This is exactly the finite-difference Laplacian with wrap-around endpoints.

We can, of course, use the .from_array method you’re already a master of. Actually, let’s do that real quick:

B_L = BlockEncoding.from_array(L)

Why even bother with .from_lcu then? Fair question. The answer hides in what’s happening underneath, and the amount of quantum resources that these two methods use.

Quantum Resource Estimation w/ .resources

“Whoa, whoa, whoa?! Quantum resources? As in quantum resources in Quantum Resource Estimation?” you ask.

“Yes.”, we answer.

“But isn’t it currently a research endeavor about finding these exact resource estimates?!”

“Yes. But… with Qrisp we made it as simple, clean, and qrispy (had to go for it), as calling the .resources method.”

Let’s see what do we get as an output:

from qrisp import QuantumFloat

# Use a 4-qubit variable for a 2^4 by 2^4 matrix.
quantum_resources = B_L.resources(QuantumFloat(4))
print(quantum_resources)

{'gate counts': {'u3': 30, 'cy': 14, 'p': 7, 't': 48, 'h': 32, 't_dg': 64, 'cx': 156, 'x': 15, 'gphase': 2}, 'depth': 220, 'qubits': 12}

Alright, it’s a dictionary with some letters (or a string of them), and a number. The former is the detailed gate count, or rather the number of every specific gate used in the application of the block encoding using .from_array. The second number is the depth of the circuit (for lack of a better word - we’re trying to eliminate the sacrilegious word “circuit” in qrisp), which is related to how long the calculation will take on an actual quantum computer. The longer it takes, the more likely that the qubits decohere, resulting in noisy results that tell us nothing. This is, of course, only a problem when executing on quantum hardware. alternatively, you can also avoid this by simulating your algorithms either with the built-in Qrisp simulator, or an alternative of your choice.

Let’s get back on track. We’ve block encoded the Laplacian and gathered the resources… Let’s now do the exact same thing, but more efficiently by constructing a custom block encoding with .from_lcu.
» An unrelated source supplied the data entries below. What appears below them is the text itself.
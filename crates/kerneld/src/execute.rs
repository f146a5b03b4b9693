//! The execute engine: services `execute_request`, the kernel's primary
//! workload.
//!
//! Counter and history bookkeeping happen *before* the code runs so that
//! introspection during execution can see its own index; failed executions
//! still consume an index and store an empty output marker. This ordering is
//! a policy choice front-ends rely on, not something the protocol implies.

use log::{debug, info, warn};
use serde::Deserialize;
use serde_json::{json, Value};

use jupyter_wire::Message;

use futures::future::BoxFuture;
use futures::FutureExt;

use crate::backend::ExecutionOutcome;
use crate::channel::Channel;
use crate::context::KernelContext;
use crate::error::{KernelError, Result};

#[derive(Debug, Deserialize)]
struct ExecuteRequest {
    #[serde(default)]
    code: String,
    #[serde(default)]
    silent: bool,
    /// Defaults to the opposite of `silent`.
    store_history: Option<bool>,
}

/// Handler for `execute_request`.
pub fn handle_execute<'a>(
    ctx: &'a KernelContext,
    channel: &'a mut Channel,
    request: &'a Message,
) -> BoxFuture<'a, Result<()>> {
    async move {
        let req: ExecuteRequest = serde_json::from_value(request.content.clone())?;
        let record = !req.silent && req.store_history.unwrap_or(true);

        // Bookkeeping before the run: hooks, then counter and input history.
        let index = {
            let mut session = ctx.session.lock().await;
            session.pre_execute.run_all("pre-execute");
            ctx.stdio.set_enabled(session.capture_stdio);
            if record {
                let index = session.next_execution_count();
                session.record_input(index, &req.code);
                index
            } else {
                session.execution_count()
            }
        };

        debug!("[shell] executing index {} ({} bytes)", index, req.code.len());

        // Race the backend against the interrupt signal. The session lock is
        // not held across the run so the control channel stays responsive.
        let outcome = tokio::select! {
            outcome = ctx.backend.execute(&req.code, &ctx.stdio) => Some(outcome),
            _ = ctx.interrupted() => None,
        };

        // Broadcasts correlate to the current shell request; fall back to the
        // message we were invoked with if the slot is unset (e.g. in tests).
        let session = ctx.session.lock().await;
        let parent = session.current_request().cloned().unwrap_or_else(|| request.clone());
        drop(session);

        match outcome {
            None => {
                info!("[shell] execution {} interrupted by user", index);
                {
                    let mut session = ctx.session.lock().await;
                    if record {
                        session.record_output(index, None);
                    }
                    // Payloads never outlive the execution that queued them.
                    session.drain_payloads();
                }
                let reply = ctx.reply_to(
                    request,
                    "execute_reply",
                    json!({"status": "aborted", "execution_count": index}),
                );
                channel.send_message(&reply, &ctx.signer).await?;
                // Distinguished from a fault: the loop restarts, no error
                // broadcast is published.
                Err(KernelError::Interrupted)
            }
            Some(ExecutionOutcome::Success(success)) => {
                let payloads = {
                    let mut session = ctx.session.lock().await;
                    if record {
                        session.record_output(index, success.data.clone());
                    }
                    for payload in success.payloads {
                        session.push_payload(payload);
                    }
                    if let Some(data) = &success.data {
                        ctx.iopub.execute_result(index, data.clone(), &parent);
                    }
                    session.post_execute.run_all("post-execute");
                    session.drain_payloads()
                };
                let reply = ctx.reply_to(
                    request,
                    "execute_reply",
                    json!({
                        "status": "ok",
                        "execution_count": index,
                        "payload": payloads,
                        "user_expressions": {},
                    }),
                );
                channel.send_message(&reply, &ctx.signer).await?;
                Ok(())
            }
            Some(ExecutionOutcome::Failed(report)) => {
                warn!("[shell] execution {} failed: {}: {}", index, report.ename, report.evalue);
                {
                    let mut session = ctx.session.lock().await;
                    session.post_error.run_all("post-error");
                    if record {
                        session.record_output(index, None);
                    }
                    session.drain_payloads();
                }
                ctx.iopub.error(&report, Some(&parent));
                let reply = ctx.reply_to(
                    request,
                    "execute_reply",
                    json!({
                        "status": "error",
                        "execution_count": index,
                        "ename": report.ename,
                        "evalue": report.evalue,
                        "traceback": report.traceback,
                    }),
                );
                channel.send_message(&reply, &ctx.signer).await?;
                Ok(())
            }
        }
    }
    .boxed()
}

#[cfg(test)]
mod tests {
    use super::*;
    use crate::calc::CalcBackend;
    use crate::channel::{Channel, ChannelRole, MemoryTransport};
    use crate::iopub::IopubPublisher;
    use jupyter_wire::Signer;
    use std::sync::Arc;
    use tokio::sync::mpsc::UnboundedReceiver;

    fn test_kernel() -> (
        Arc<KernelContext>,
        UnboundedReceiver<Message>,
        Channel,
        Channel,
    ) {
        let (iopub, iopub_rx) = IopubPublisher::new("kernel-sess", "kernel");
        let ctx = Arc::new(KernelContext::new(
            "kernel-sess",
            "kernel",
            Signer::unsigned(),
            iopub,
            Box::new(CalcBackend::new()),
        ));
        let (client, server) = MemoryTransport::pair();
        let client = Channel::new(ChannelRole::Shell, Box::new(client));
        let server = Channel::new(ChannelRole::Shell, Box::new(server));
        (ctx, iopub_rx, client, server)
    }

    fn execute_request(code: &str) -> Message {
        Message::new(
            "execute_request",
            "client",
            "user",
            json!({"code": code, "silent": false}),
        )
    }

    async fn reply_of(client: &mut Channel, signer: &Signer) -> Message {
        let frames = client.recv().await.unwrap();
        client.decode(&frames, signer).unwrap()
    }

    #[tokio::test]
    async fn test_ok_execution_increments_counter_and_records_history() {
        let (ctx, mut iopub_rx, mut client, mut server) = test_kernel();
        let request = execute_request("1+1");

        handle_execute(&ctx, &mut server, &request).await.unwrap();

        let reply = reply_of(&mut client, &ctx.signer).await;
        assert_eq!(reply.msg_type(), "execute_reply");
        assert_eq!(reply.content["status"], "ok");
        assert_eq!(reply.content["execution_count"], 1);
        assert_eq!(reply.parent_header.as_ref().unwrap(), &request.header);

        let result = iopub_rx.recv().await.unwrap();
        assert_eq!(result.msg_type(), "execute_result");
        assert_eq!(result.content["data"]["text/plain"], "2");

        let session = ctx.session.lock().await;
        assert_eq!(session.input(1), Some("1+1"));
        assert!(session.output(1).unwrap().is_some());
    }

    #[tokio::test]
    async fn test_failed_execution_consumes_index_and_broadcasts_error() {
        let (ctx, mut iopub_rx, mut client, mut server) = test_kernel();

        handle_execute(&ctx, &mut server, &execute_request("1/0"))
            .await
            .unwrap();

        let reply = reply_of(&mut client, &ctx.signer).await;
        assert_eq!(reply.content["status"], "error");
        assert_eq!(reply.content["execution_count"], 1);
        assert_eq!(reply.content["ename"], "DivideError");

        let broadcast = iopub_rx.recv().await.unwrap();
        assert_eq!(broadcast.msg_type(), "error");
        assert_eq!(broadcast.content["ename"], "DivideError");

        // Index consumed, empty marker stored.
        let session = ctx.session.lock().await;
        assert_eq!(session.execution_count(), 1);
        assert_eq!(session.output(1), Some(&None));
    }

    #[tokio::test]
    async fn test_silent_execution_skips_counter_and_result() {
        let (ctx, mut iopub_rx, mut client, mut server) = test_kernel();
        let request = Message::new(
            "execute_request",
            "client",
            "user",
            json!({"code": "5*5", "silent": true}),
        );

        handle_execute(&ctx, &mut server, &request).await.unwrap();

        let reply = reply_of(&mut client, &ctx.signer).await;
        assert_eq!(reply.content["status"], "ok");
        assert_eq!(reply.content["execution_count"], 0);

        let session = ctx.session.lock().await;
        assert_eq!(session.execution_count(), 0);
        assert_eq!(session.history_len(), 0);
        drop(session);

        // No execute_result broadcast for silent requests.
        assert!(iopub_rx.try_recv().is_err());
    }

    #[tokio::test]
    async fn test_counter_monotonic_across_requests() {
        let (ctx, _iopub_rx, mut client, mut server) = test_kernel();
        for expected in 1..=3 {
            handle_execute(&ctx, &mut server, &execute_request("1"))
                .await
                .unwrap();
            let reply = reply_of(&mut client, &ctx.signer).await;
            assert_eq!(reply.content["execution_count"], expected);
        }
    }

    #[tokio::test]
    async fn test_payloads_drained_into_reply() {
        let (ctx, _iopub_rx, mut client, mut server) = test_kernel();
        ctx.session
            .lock()
            .await
            .push_payload(json!({"source": "set_next_input", "text": "x = 1"}));

        handle_execute(&ctx, &mut server, &execute_request("2"))
            .await
            .unwrap();

        let reply = reply_of(&mut client, &ctx.signer).await;
        let payloads = reply.content["payload"].as_array().unwrap();
        assert_eq!(payloads.len(), 1);
        assert_eq!(payloads[0]["source"], "set_next_input");

        // Queue cleared for the next execution.
        handle_execute(&ctx, &mut server, &execute_request("3"))
            .await
            .unwrap();
        let reply = reply_of(&mut client, &ctx.signer).await;
        assert!(reply.content["payload"].as_array().unwrap().is_empty());
    }

    #[tokio::test]
    async fn test_payload_queued_during_failed_execution_is_discarded() {
        let (ctx, _iopub_rx, mut client, mut server) = test_kernel();
        ctx.session
            .lock()
            .await
            .push_payload(json!({"source": "set_next_input", "text": "queued"}));

        handle_execute(&ctx, &mut server, &execute_request("1/0"))
            .await
            .unwrap();
        let reply = reply_of(&mut client, &ctx.signer).await;
        assert_eq!(reply.content["status"], "error");

        // The stale payload must not leak into the next reply.
        handle_execute(&ctx, &mut server, &execute_request("2+2"))
            .await
            .unwrap();
        let reply = reply_of(&mut client, &ctx.signer).await;
        assert_eq!(reply.content["status"], "ok");
        assert!(reply.content["payload"].as_array().unwrap().is_empty());
    }

    #[tokio::test]
    async fn test_hook_chains_run_in_order() {
        use std::sync::{Arc as StdArc, Mutex};
        let (ctx, _iopub_rx, _client, mut server) = test_kernel();
        let order = StdArc::new(Mutex::new(Vec::new()));
        {
            let mut session = ctx.session.lock().await;
            for name in ["pre-1", "pre-2"] {
                let order = order.clone();
                session
                    .pre_execute
                    .register(Box::new(move || order.lock().unwrap().push(name)));
            }
            let order_post = order.clone();
            session
                .post_execute
                .register(Box::new(move || order_post.lock().unwrap().push("post")));
            let order_err = order.clone();
            session
                .post_error
                .register(Box::new(move || order_err.lock().unwrap().push("err")));
        }

        handle_execute(&ctx, &mut server, &execute_request("1"))
            .await
            .unwrap();
        assert_eq!(*order.lock().unwrap(), vec!["pre-1", "pre-2", "post"]);

        order.lock().unwrap().clear();
        handle_execute(&ctx, &mut server, &execute_request("1/0"))
            .await
            .unwrap();
        assert_eq!(*order.lock().unwrap(), vec!["pre-1", "pre-2", "err"]);
    }

    #[tokio::test]
    async fn test_interrupt_aborts_with_distinguished_status() {
        let (ctx, mut iopub_rx, mut client, mut server) = test_kernel();
        ctx.session
            .lock()
            .await
            .push_payload(json!({"source": "page", "data": {}}));
        let ctx_clone = ctx.clone();

        let handle = tokio::spawn(async move {
            let request = execute_request("sleep(30000)");
            let result = handle_execute(&ctx_clone, &mut server, &request).await;
            (result, server)
        });

        // Let the execution reach the backend, then interrupt it.
        tokio::time::sleep(std::time::Duration::from_millis(100)).await;
        ctx.interrupt_execution();

        let (result, mut server) = handle.await.unwrap();
        assert!(matches!(result, Err(KernelError::Interrupted)));

        let reply = reply_of(&mut client, &ctx.signer).await;
        assert_eq!(reply.content["status"], "aborted");

        // No error broadcast for a user-requested interruption.
        assert!(iopub_rx.try_recv().is_err());

        // The index was consumed with an empty output marker, and the
        // payload queue was cleared.
        {
            let session = ctx.session.lock().await;
            assert_eq!(session.output(1), Some(&None));
        }
        handle_execute(&ctx, &mut server, &execute_request("3*3"))
            .await
            .unwrap();
        let reply = reply_of(&mut client, &ctx.signer).await;
        assert_eq!(reply.content["execution_count"], 2);
        assert!(reply.content["payload"].as_array().unwrap().is_empty());
    }
}
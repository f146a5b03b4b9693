//! The execution backend seam.
//!
//! "Execute code" is an opaque capability: the engine hands the backend
//! source text plus a stdio buffer and gets back a tagged outcome. Rich
//! introspection (completion, inspection, completeness) has default empty
//! implementations so a minimal backend stays minimal.

use std::sync::atomic::{AtomicBool, Ordering};
use std::sync::Mutex;

use futures::future::BoxFuture;
use serde_json::Value;

/// Which output stream a side-channel write targets.
#[derive(Debug, Clone, Copy, PartialEq, Eq)]
pub enum StreamName {
    Stdout,
    Stderr,
}

impl StreamName {
    pub fn as_str(&self) -> &'static str {
        match self {
            StreamName::Stdout => "stdout",
            StreamName::Stderr => "stderr",
        }
    }
}

/// Buffer for side-channel writes made during one execution.
///
/// The backend writes into it; the owning event loop drains it into `stream`
/// broadcasts after each request is handled. Consecutive writes to the same
/// stream are coalesced into one chunk.
pub struct StdioCapture {
    enabled: AtomicBool,
    buffer: Mutex<Vec<(StreamName, String)>>,
}

impl Default for StdioCapture {
    fn default() -> Self {
        Self::new(true)
    }
}

impl StdioCapture {
    pub fn new(enabled: bool) -> Self {
        StdioCapture {
            enabled: AtomicBool::new(enabled),
            buffer: Mutex::new(Vec::new()),
        }
    }

    pub fn set_enabled(&self, enabled: bool) {
        self.enabled.store(enabled, Ordering::SeqCst);
    }

    pub fn write(&self, stream: StreamName, text: &str) {
        if !self.enabled.load(Ordering::SeqCst) || text.is_empty() {
            return;
        }
        let mut buffer = self.buffer.lock().unwrap();
        match buffer.last_mut() {
            Some((last_stream, chunk)) if *last_stream == stream => chunk.push_str(text),
            _ => buffer.push((stream, text.to_owned())),
        }
    }

    pub fn write_stdout(&self, text: &str) {
        self.write(StreamName::Stdout, text);
    }

    pub fn write_stderr(&self, text: &str) {
        self.write(StreamName::Stderr, text);
    }

    /// Take all buffered chunks, leaving the buffer empty.
    pub fn drain(&self) -> Vec<(StreamName, String)> {
        std::mem::take(&mut *self.buffer.lock().unwrap())
    }
}

/// Diagnostic record for a failed execution.
#[derive(Debug, Clone, PartialEq)]
pub struct ErrorReport {
    pub ename: String,
    pub evalue: String,
    pub traceback: Vec<String>,
}

impl ErrorReport {
    pub fn new(ename: &str, evalue: String) -> Self {
        let traceback = vec![format!("{}: {}", ename, evalue)];
        ErrorReport {
            ename: ename.to_owned(),
            evalue,
            traceback,
        }
    }
}

/// Result of a successful execution.
#[derive(Debug, Clone, Default)]
pub struct ExecutionSuccess {
    /// Mime-bundle rendering of the result value; `None` when the code
    /// produced no displayable value.
    pub data: Option<Value>,
    /// Front-end-directed side requests to queue into the reply.
    pub payloads: Vec<Value>,
}

/// Tagged outcome of one backend invocation.
#[derive(Debug, Clone)]
pub enum ExecutionOutcome {
    Success(ExecutionSuccess),
    Failed(ErrorReport),
}

/// Language metadata advertised in kernel_info replies.
#[derive(Debug, Clone)]
pub struct LanguageInfo {
    pub name: String,
    pub version: String,
    pub mimetype: String,
    pub file_extension: String,
}

/// Completion matches for a cursor position in source text.
#[derive(Debug, Clone, Default)]
pub struct CompletionResult {
    pub matches: Vec<String>,
    pub cursor_start: usize,
    pub cursor_end: usize,
}

/// Inspection result for a name under the cursor.
#[derive(Debug, Clone)]
pub struct InspectionResult {
    pub found: bool,
    /// Mime bundle; empty object when not found.
    pub data: Value,
}

impl Default for InspectionResult {
    fn default() -> Self {
        InspectionResult {
            found: false,
            data: Value::Object(Default::default()),
        }
    }
}

/// Answer to an is_complete probe.
#[derive(Debug, Clone, Copy, PartialEq, Eq)]
pub enum Completeness {
    Complete,
    Incomplete,
    Invalid,
    Unknown,
}

impl Completeness {
    pub fn as_str(&self) -> &'static str {
        match self {
            Completeness::Complete => "complete",
            Completeness::Incomplete => "incomplete",
            Completeness::Invalid => "invalid",
            Completeness::Unknown => "unknown",
        }
    }
}

/// A language evaluator plugged into the execute engine.
///
/// Executions run one at a time; the engine never invokes `execute`
/// concurrently with itself.
pub trait ExecutionBackend: Send + Sync {
    /// Run one top-level block of source text. Side-channel writes go into
    /// `io`; the outcome carries the result rendering or the failure
    /// diagnostics.
    fn execute<'a>(&'a self, code: &'a str, io: &'a StdioCapture)
        -> BoxFuture<'a, ExecutionOutcome>;

    fn language_info(&self) -> LanguageInfo;

    fn banner(&self) -> String {
        let info = self.language_info();
        format!("{} {}", info.name, info.version)
    }

    fn complete(&self, _code: &str, _cursor_pos: usize) -> CompletionResult {
        CompletionResult::default()
    }

    fn inspect(&self, _code: &str, _cursor_pos: usize) -> InspectionResult {
        InspectionResult::default()
    }

    fn is_complete(&self, _code: &str) -> Completeness {
        Completeness::Unknown
    }
}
The Laplacian can be decomposed as \(\Delta = 2\mathbb{I}-V-V^\dagger\), where

• \(\mathbb{I}\) is the identity,

• \(V\) is the forward shift operator: \(V\ket{k}=-\ket{k+1 \mod N}\), and

• \(V^\dagger\) is the backward shift \(V^\dagger\ket{k}=-\ket{k-1\mod N}\).

The negative sign matches the chosen finite-difference convention.

This decomposition fits naturally into the LCU framework, because \(\mathbb{I}\), \(V\), and \(V^\dagger\) are themselves unitaries, afterall:

\[\Delta=\sum_{i=0}^2\alpha_i U_i\propto 2\mathbb{I}-V-V^\dagger\]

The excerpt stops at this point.